Чехова не раз упрекали в душевной холодности, в равнодушии. Сам он называл себя «тихим» (12, 196). Но сколько тайных бурь и потрясений разыгрывалось в его душе... Как обманчива его «вялость», сколько загадок скрыто... Мы говорили о споре двух стихий в его сердце. Но ведь это еще не разгадка. Таинственными нитями связаны между собой две эти стихии — любовь и творчество. Мы видели, что в «Чайке» они как будто переговариваются друг с другом, обмениваются безмолвными, но многообещающими взглядами. У каждой из двух этих природных сил — свой путь к небу.

Наша работа подошла к концу, но мы должны признать: чеховские тайны, секреты, недомолвки во многом остались неразгаданными.

Чехова можно и нужно изучать. Но его нельзя изучить. Все равно остается нечто неведомое, «под покровом тайны, как под покровом ночи» («Дама с собачкой», 10, 141). Что-то нераскрытое «где-то далеко в глубине души, словно под вуалью» (черновой набросок, 17, 198).

И чем больше Чехов недоговаривает, тем больше он говорит сердцу читателя.

Не в этом ли главная особенность его — писателя и человека?

В мире Чехова самое таинственное, неуловимое, недосказанное — он сам. Потому что не укладывается ни в какую жесткую концепцию. Сам является целым «громадным полем», которое не понять, если подходить к нему с крайними оценками и мерками.

Вспоминается изречение русского сатирика Дон-Аминадо: «Ничто так не мешает видеть, как точка зрения». Не вообще, а тогда, когда она категорически налагается на рассматриваемую картину, портрет, предмет.

В нераскрытости Чехова — секрет обаяния. Прочитав произведение, не забываешь о нем, думаешь, вспоминаешь и в конце концов снова открываешь прочитанные страницы. Чтобы — каждый раз — найти в них нечто новое. Чтобы перечитывать еще и еще, но каждый раз — как впервые.

Таинственно притягивает к себе и переписка Чехова, его встречи, увлечения, симпатии, споры с женщинами. Пусть мы не можем убедительно объяснить себе то или иное его письмо, высказывание, признание. Мы все время чувствуем, что он — со своей недосказанностью, с недомолвками, потаенностью — хоть чуть-чуть становится нам ближе.

Прощаясь с Чеховым, мы с ним не расстаемся. Он останется с нами — он и его тайна. И если нам почудится, что никакой тайны нет — это будет значить, что нет больше для нас и его самого.

Примечания

1. «Ежегодник Московского Художественного театра». 1944. Т. 1. Изд.
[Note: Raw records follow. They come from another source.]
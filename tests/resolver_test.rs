//! 解析器集成测试
//!
//! 使用进程内注册中心驱动 watch 循环，通过记录型 sink 观察推送。

use async_trait::async_trait;
use flare_rpc_discovery::error::{ErrorCode, FlareError, Result};
use flare_rpc_discovery::registry::{
    GetOptions, MemoryRegistry, Node, RegisterOptions, Registry, Service,
};
use flare_rpc_discovery::resolver::{
    AddressSink, ResolverBuilder, ResolverOptions, ResolverState, Target,
};
use flare_rpc_discovery::retry::StepBackoffPolicy;
use std::sync::Arc;
use std::sync::atomic::{AtomicUsize, Ordering};
use std::time::Duration;
use tokio::sync::mpsc;

const WAIT: Duration = Duration::from_millis(200);

struct RecordingSink {
    tx: mpsc::UnboundedSender<ResolverState>,
    failures: AtomicUsize,
}

impl RecordingSink {
    fn new(failures: usize) -> (Arc<Self>, mpsc::UnboundedReceiver<ResolverState>) {
        let (tx, rx) = mpsc::unbounded_channel();
        let sink = Arc::new(Self {
            tx,
            failures: AtomicUsize::new(failures),
        });
        (sink, rx)
    }
}

#[async_trait]
impl AddressSink for RecordingSink {
    async fn update_state(&self, state: ResolverState) -> Result<()> {
        if self
            .failures
            .fetch_update(Ordering::SeqCst, Ordering::SeqCst, |n| n.checked_sub(1))
            .is_ok()
        {
            return Err(FlareError::unavailable("sink is busy"));
        }
        let _ = self.tx.send(state);
        Ok(())
    }
}

/// 前几次查询失败的注册中心
struct FlakyRegistry {
    inner: MemoryRegistry,
    failures: AtomicUsize,
    calls: AtomicUsize,
}

#[async_trait]
impl Registry for FlakyRegistry {
    fn name(&self) -> &str {
        "flaky"
    }

    async fn register(&self, service: &Service, options: &RegisterOptions) -> Result<()> {
        self.inner.register(service, options).await
    }

    async fn deregister(&self, service: &Service) -> Result<()> {
        self.inner.deregister(service).await
    }

    async fn get_service(&self, name: &str, options: &GetOptions) -> Result<Vec<Service>> {
        self.calls.fetch_add(1, Ordering::SeqCst);
        if self
            .failures
            .fetch_update(Ordering::SeqCst, Ordering::SeqCst, |n| n.checked_sub(1))
            .is_ok()
        {
            return Err(FlareError::connection_failed("registry unreachable"));
        }
        self.inner.get_service(name, options).await
    }

    async fn list_services(&self) -> Result<Vec<Service>> {
        self.inner.list_services().await
    }
}

/// 不返回变更索引的注册中心
struct IndexlessRegistry {
    inner: MemoryRegistry,
    calls: AtomicUsize,
}

#[async_trait]
impl Registry for IndexlessRegistry {
    fn name(&self) -> &str {
        "indexless"
    }

    async fn register(&self, service: &Service, options: &RegisterOptions) -> Result<()> {
        self.inner.register(service, options).await
    }

    async fn deregister(&self, service: &Service) -> Result<()> {
        self.inner.deregister(service).await
    }

    async fn get_service(&self, name: &str, _options: &GetOptions) -> Result<Vec<Service>> {
        self.calls.fetch_add(1, Ordering::SeqCst);
        self.inner.get_service(name, &GetOptions::default()).await
    }

    async fn list_services(&self) -> Result<Vec<Service>> {
        self.inner.list_services().await
    }
}

fn instance(port: u16) -> Service {
    Service::new("Greeter")
        .with_version("1.0.0")
        .with_metadata("zone", "sh-1")
        .with_node(Node::new(
            format!("Greeter:127.0.0.1:{}", port),
            format!("127.0.0.1:{}", port),
        ))
}

fn options() -> ResolverOptions {
    ResolverOptions::default()
        .with_wait_time(WAIT)
        .with_backoff(StepBackoffPolicy::new(
            Duration::from_millis(20),
            5,
            Duration::from_millis(100),
        ))
}

async fn next_state(rx: &mut mpsc::UnboundedReceiver<ResolverState>) -> ResolverState {
    tokio::time::timeout(Duration::from_secs(3), rx.recv())
        .await
        .expect("resolver did not push in time")
        .expect("sink channel closed")
}

async fn assert_quiet(rx: &mut mpsc::UnboundedReceiver<ResolverState>) {
    let pushed = tokio::time::timeout(WAIT * 3, rx.recv()).await;
    assert!(pushed.is_err(), "unexpected push: {:?}", pushed);
}

fn addrs(state: &ResolverState) -> Vec<&str> {
    state.addresses.iter().map(|a| a.addr.as_str()).collect()
}

#[test]
fn target_parsing() {
    let target = Target::parse("consul://Greeter.dc1").unwrap();
    assert_eq!(target.scheme, "consul");
    assert_eq!(target.service, "Greeter");
    assert_eq!(target.datacenter.as_deref(), Some("dc1"));
    assert_eq!(target.to_string(), "consul://Greeter.dc1");

    let target = Target::parse("memory://Greeter").unwrap();
    assert_eq!(target.datacenter, None);

    for bad in ["Greeter", "consul://", "consul://a.b.c", "://Greeter", "consul://.dc1"] {
        let err = Target::parse(bad).unwrap_err();
        assert_eq!(err.code(), Some(ErrorCode::ConfigurationError), "{}", bad);
    }
}

#[tokio::test]
async fn build_rejects_foreign_scheme() {
    let builder = ResolverBuilder::new(Arc::new(MemoryRegistry::new()));
    assert_eq!(builder.scheme(), "memory");

    let (sink, _rx) = RecordingSink::new(0);
    let target = Target::parse("consul://Greeter").unwrap();
    let err = builder.build(&target, sink).err().unwrap();
    assert_eq!(err.code(), Some(ErrorCode::ConfigurationError));
}

#[tokio::test]
async fn pushes_follow_instance_changes() {
    let registry = Arc::new(MemoryRegistry::new());
    let options_register = RegisterOptions::default();
    registry.register(&instance(9001), &options_register).await.unwrap();
    registry.register(&instance(9000), &options_register).await.unwrap();

    let builder = ResolverBuilder::new(registry.clone()).with_options(options());
    let (sink, mut rx) = RecordingSink::new(0);
    let resolver = builder
        .build(&Target::parse("memory://Greeter").unwrap(), sink)
        .unwrap();

    // 初始快照按地址排序，并携带版本与服务元数据
    let state = next_state(&mut rx).await;
    assert_eq!(addrs(&state), vec!["127.0.0.1:9000", "127.0.0.1:9001"]);
    assert_eq!(state.addresses[0].attributes.version, "1.0.0");
    assert_eq!(
        state.addresses[0].attributes.metadata.get("zone").map(String::as_str),
        Some("sh-1")
    );

    // 心跳式重复注册不产生推送
    registry.register(&instance(9000), &options_register).await.unwrap();
    assert_quiet(&mut rx).await;

    // 实例进入 critical 后被摘除
    assert!(registry.set_critical("Greeter:127.0.0.1:9001", true).await);
    let state = next_state(&mut rx).await;
    assert_eq!(addrs(&state), vec!["127.0.0.1:9000"]);

    // 全部下线时推送一次空列表
    registry.deregister(&instance(9000)).await.unwrap();
    let state = next_state(&mut rx).await;
    assert!(state.addresses.is_empty());

    // 已经为空时不再推送
    registry.deregister(&instance(9001)).await.unwrap();
    assert_quiet(&mut rx).await;

    registry.register(&instance(9002), &options_register).await.unwrap();
    let state = next_state(&mut rx).await;
    assert_eq!(addrs(&state), vec!["127.0.0.1:9002"]);

    resolver.close().await;
}

#[tokio::test]
async fn empty_service_is_not_pushed_initially() {
    let registry = Arc::new(MemoryRegistry::new());
    let builder = ResolverBuilder::new(registry.clone()).with_options(options());
    let (sink, mut rx) = RecordingSink::new(0);
    let resolver = builder
        .build(&Target::parse("memory://Greeter").unwrap(), sink)
        .unwrap();

    assert_quiet(&mut rx).await;
    resolver.close().await;
}

#[tokio::test]
async fn sink_failure_is_retried_on_next_poll() {
    let registry = Arc::new(MemoryRegistry::new());
    registry
        .register(&instance(9000), &RegisterOptions::default())
        .await
        .unwrap();

    let builder = ResolverBuilder::new(registry.clone()).with_options(options());
    let (sink, mut rx) = RecordingSink::new(1);
    let resolver = builder
        .build(&Target::parse("memory://Greeter").unwrap(), sink)
        .unwrap();

    let state = next_state(&mut rx).await;
    assert_eq!(addrs(&state), vec!["127.0.0.1:9000"]);
    resolver.close().await;
}

#[tokio::test]
async fn query_errors_back_off_and_recover() {
    let registry = Arc::new(FlakyRegistry {
        inner: MemoryRegistry::new(),
        failures: AtomicUsize::new(3),
        calls: AtomicUsize::new(0),
    });
    registry
        .register(&instance(9000), &RegisterOptions::default())
        .await
        .unwrap();

    let builder = ResolverBuilder::new(registry.clone()).with_options(options());
    let (sink, mut rx) = RecordingSink::new(0);
    let resolver = builder
        .build(&Target::parse("flaky://Greeter").unwrap(), sink)
        .unwrap();

    let state = next_state(&mut rx).await;
    assert_eq!(addrs(&state), vec!["127.0.0.1:9000"]);
    assert!(registry.calls.load(Ordering::SeqCst) >= 4);
    resolver.close().await;
}

#[tokio::test]
async fn close_interrupts_backoff() {
    let registry = Arc::new(FlakyRegistry {
        inner: MemoryRegistry::new(),
        failures: AtomicUsize::new(usize::MAX),
        calls: AtomicUsize::new(0),
    });
    let options = ResolverOptions::default().with_backoff(StepBackoffPolicy::new(
        Duration::from_secs(30),
        5,
        Duration::from_secs(60),
    ));
    let builder = ResolverBuilder::new(registry.clone()).with_options(options);
    let (sink, _rx) = RecordingSink::new(0);
    let resolver = builder
        .build(&Target::parse("flaky://Greeter").unwrap(), sink)
        .unwrap();

    tokio::time::sleep(Duration::from_millis(50)).await;
    tokio::time::timeout(Duration::from_secs(1), resolver.close())
        .await
        .expect("close waited out the backoff");
    assert_eq!(registry.calls.load(Ordering::SeqCst), 1);
}

#[tokio::test]
async fn closed_resolver_stops_pushing() {
    let registry = Arc::new(MemoryRegistry::new());
    let builder = ResolverBuilder::new(registry.clone()).with_options(options());
    let (sink, mut rx) = RecordingSink::new(0);
    let resolver = builder
        .build(&Target::parse("memory://Greeter").unwrap(), sink)
        .unwrap();
    resolver.resolve_now();
    resolver.close().await;

    registry
        .register(&instance(9000), &RegisterOptions::default())
        .await
        .unwrap();
    assert_quiet(&mut rx).await;
}

#[tokio::test]
async fn missing_index_does_not_spin() {
    let registry = Arc::new(IndexlessRegistry {
        inner: MemoryRegistry::new(),
        calls: AtomicUsize::new(0),
    });
    registry
        .register(&instance(9000), &RegisterOptions::default())
        .await
        .unwrap();

    let builder = ResolverBuilder::new(registry.clone()).with_options(options());
    let (sink, mut rx) = RecordingSink::new(0);
    let resolver = builder
        .build(&Target::parse("indexless://Greeter").unwrap(), sink)
        .unwrap();

    let state = next_state(&mut rx).await;
    assert_eq!(addrs(&state), vec!["127.0.0.1:9000"]);
    tokio::time::sleep(Duration::from_millis(500)).await;
    assert!(registry.calls.load(Ordering::SeqCst) <= 2);
    resolver.close().await;
}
Музея МХАТ. М., 1946. С. 104.

2. Это письмо, хранящееся в архиве писателя (ОР РГБ), было впервые опубликовано в моей книжке ««Чайка» А.П. Чехова». М., 1980. С. 39—40.

3. Замечательно передавала беспросветность и одинокую неприкаянность Машиной любви артистка Мария Петровна Лилина. Станиславский, намечая характер ее поведения в 4-м действии, пишет: «Еще раз вздохнула, протанцевала вальс до окна, остановилась у него, посмотрела в темноту и, незаметно для матери, вынула платок и утерла две-три скатившиеся слезы» («Чайка» в постановке Московского Художественного театра. Режиссерские партитуры К.С. Станиславского. Л.—М., 1938. С. 253). В письмах и воспоминаниях современников не раз говорится о том, какое глубокое впечатление производили на публику эти несколько туров вальса, которые Маша — Лилина протанцевала сама с собой. Замысел Чехова, сценическое истолкование Станиславского, исполнение Лилиной — все это слилось в незабываемый трагический образ.
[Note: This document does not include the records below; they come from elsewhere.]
//! In-memory listing backed by a vector

use async_trait::async_trait;

use super::Page;
use super::PageRequest;
use super::PageSource;
use crate::error::Error;
use crate::model::Record;

/// A listing held entirely in memory.
///
/// Useful for demos and tests. Pages are cut from the record vector exactly
/// as a server would cut them: page `n` holds records
/// `(n - 1) * page_size .. n * page_size`.
///
/// # Example
///
/// ```
/// use artgrid_lib::api::MemorySource;
/// use artgrid_lib::model::Record;
///
/// let source = MemorySource::new((1..=25i64).map(Record::new).collect());
/// assert_eq!(source.len(), 25);
/// ```
#[derive(Debug, Clone, Default)]
pub struct MemorySource {
    records: Vec<Record>,
}

impl MemorySource {
    /// Creates a listing over `records`, in order.
    pub fn new(records: Vec<Record>) -> Self {
        Self { records }
    }

    /// Returns the total number of records.
    pub fn len(&self) -> usize {
        self.records.len()
    }

    /// Returns `true` if the listing is empty.
    pub fn is_empty(&self) -> bool {
        self.records.is_empty()
    }

    /// Cuts one page out of the listing.
    pub fn page(&self, request: PageRequest) -> Page {
        let size = request.page_size as usize;
        let start = (request.page.saturating_sub(1) as usize).saturating_mul(size);
        let records = self.records.iter().skip(start).take(size).cloned().collect();
        Page::new(records).with_total_count(self.records.len() as u64)
    }
}

#[async_trait]
impl PageSource for MemorySource {
    async fn fetch_page(&self, request: PageRequest) -> Result<Page, Error> {
        Ok(self.page(request))
    }
}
4. Немирович-Данченко Вл.И. Избранные письма. Т. 1. М., 1979. С. 152.

5. «Дневник А.С. Суворина». М. — П., 1923 (запись 11 февраля 1897).
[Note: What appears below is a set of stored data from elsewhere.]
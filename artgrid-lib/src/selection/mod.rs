//! Cross-page row selection
//!
//! [`SelectionStore`] keeps a sparse id → selected map that is independent of
//! which page is loaded. Entries are never pruned: an id selected on page 3
//! is still selected after moving to page 1.

mod parse;

pub use parse::*;

use std::collections::BTreeMap;

use crate::model::RecordId;

/// Mapping from record id to selected state. A missing id is unselected.
#[derive(Debug, Clone, Default, PartialEq, Eq)]
pub struct SelectionMap {
    entries: BTreeMap<RecordId, bool>,
}

impl SelectionMap {
    /// Returns `true` iff the map holds `true` for `id`.
    pub fn is_selected(&self, id: RecordId) -> bool {
        self.entries.get(&id).copied().unwrap_or(false)
    }

    /// Returns the explicit entry for `id`, if any.
    pub fn get(&self, id: RecordId) -> Option<bool> {
        self.entries.get(&id).copied()
    }

    /// Returns the selected ids in ascending order.
    pub fn selected_ids(&self) -> Vec<RecordId> {
        self.entries
            .iter()
            .filter_map(|(id, selected)| selected.then_some(*id))
            .collect()
    }

    /// Returns the number of ids mapped to `true`.
    pub fn selected_count(&self) -> usize {
        self.entries.values().filter(|selected| **selected).count()
    }

    /// Returns the number of explicit entries.
    pub fn len(&self) -> usize {
        self.entries.len()
    }

    /// Returns `true` if no entry was ever written.
    pub fn is_empty(&self) -> bool {
        self.entries.is_empty()
    }

    fn set(&mut self, id: RecordId, checked: bool) {
        self.entries.insert(id, checked);
    }
}

/// Owns the [`SelectionMap`] and the operations that mutate it.
///
/// All operations are synchronous and may be called while a page load is
/// pending.
///
/// # Example
///
/// ```
/// use artgrid_lib::model::RecordId;
/// use artgrid_lib::selection::SelectionStore;
///
/// let mut store = SelectionStore::new();
/// let visible = [RecordId(1), RecordId(2)];
///
/// store.select_all_visible(&visible, true);
/// assert!(store.is_all_visible_selected(&visible));
///
/// store.bulk_select_by_ids("2, 40, nope");
/// assert_eq!(store.selected_ids(), vec![RecordId(1), RecordId(2), RecordId(40)]);
/// ```
#[derive(Debug, Clone, Default)]
pub struct SelectionStore {
    map: SelectionMap,
}

impl SelectionStore {
    /// Creates an empty store.
    pub fn new() -> Self {
        Self::default()
    }

    /// Returns the current map.
    pub fn map(&self) -> &SelectionMap {
        &self.map
    }

    /// Returns `true` iff `id` is selected.
    pub fn is_selected(&self, id: RecordId) -> bool {
        self.map.is_selected(id)
    }

    /// Sets the entry for `id` and nothing else.
    pub fn toggle(&mut self, id: RecordId, checked: bool) -> &SelectionMap {
        self.map.set(id, checked);
        &self.map
    }

    /// Sets every id in `visible_ids` to `checked`.
    ///
    /// This is "select all on this page": ids outside `visible_ids` are left
    /// as they are.
    pub fn select_all_visible(&mut self, visible_ids: &[RecordId], checked: bool) -> &SelectionMap {
        for id in visible_ids {
            self.map.set(*id, checked);
        }
        &self.map
    }

    /// Selects every id parsed from `raw_text`, visible or not.
    ///
    /// See [`parse_id_list`] for the accepted syntax. Unparseable tokens are
    /// dropped silently. Never deselects anything.
    pub fn bulk_select_by_ids(&mut self, raw_text: &str) -> &SelectionMap {
        let ids = parse_id_list(raw_text);
        log::debug!("Bulk selecting {} ids", ids.len());
        for id in ids {
            self.map.set(id, true);
        }
        &self.map
    }

    /// Returns `true` iff every id in `visible_ids` is selected.
    ///
    /// An empty page is never "all selected".
    pub fn is_all_visible_selected(&self, visible_ids: &[RecordId]) -> bool {
        !visible_ids.is_empty() && visible_ids.iter().all(|id| self.map.is_selected(*id))
    }

    /// Returns the selected ids in ascending order.
    pub fn selected_ids(&self) -> Vec<RecordId> {
        self.map.selected_ids()
    }

    /// Returns the number of selected ids.
    pub fn selected_count(&self) -> usize {
        self.map.selected_count()
    }
}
6. Измайлов А. Чехов. Жизнь. Личность. Творчество. М., 1916. С. 435.

7. Бруштейн А.Я. Страницы прошлого. М., 1956. С. 101—102.

8. «Литературное наследство». Т. 89. «Александр Блок. Письма к жене». М., 1978. С. 128.

9. Блок Александр. Собрание сочинений в восьми томах. Т. 3. М.—Л., 1960. С. 243. Далее по этому изданию.

10. Пастернак Борис. Собрание сочинений в пяти томах. Т. 5. М., 1992. С. 453, 657—658.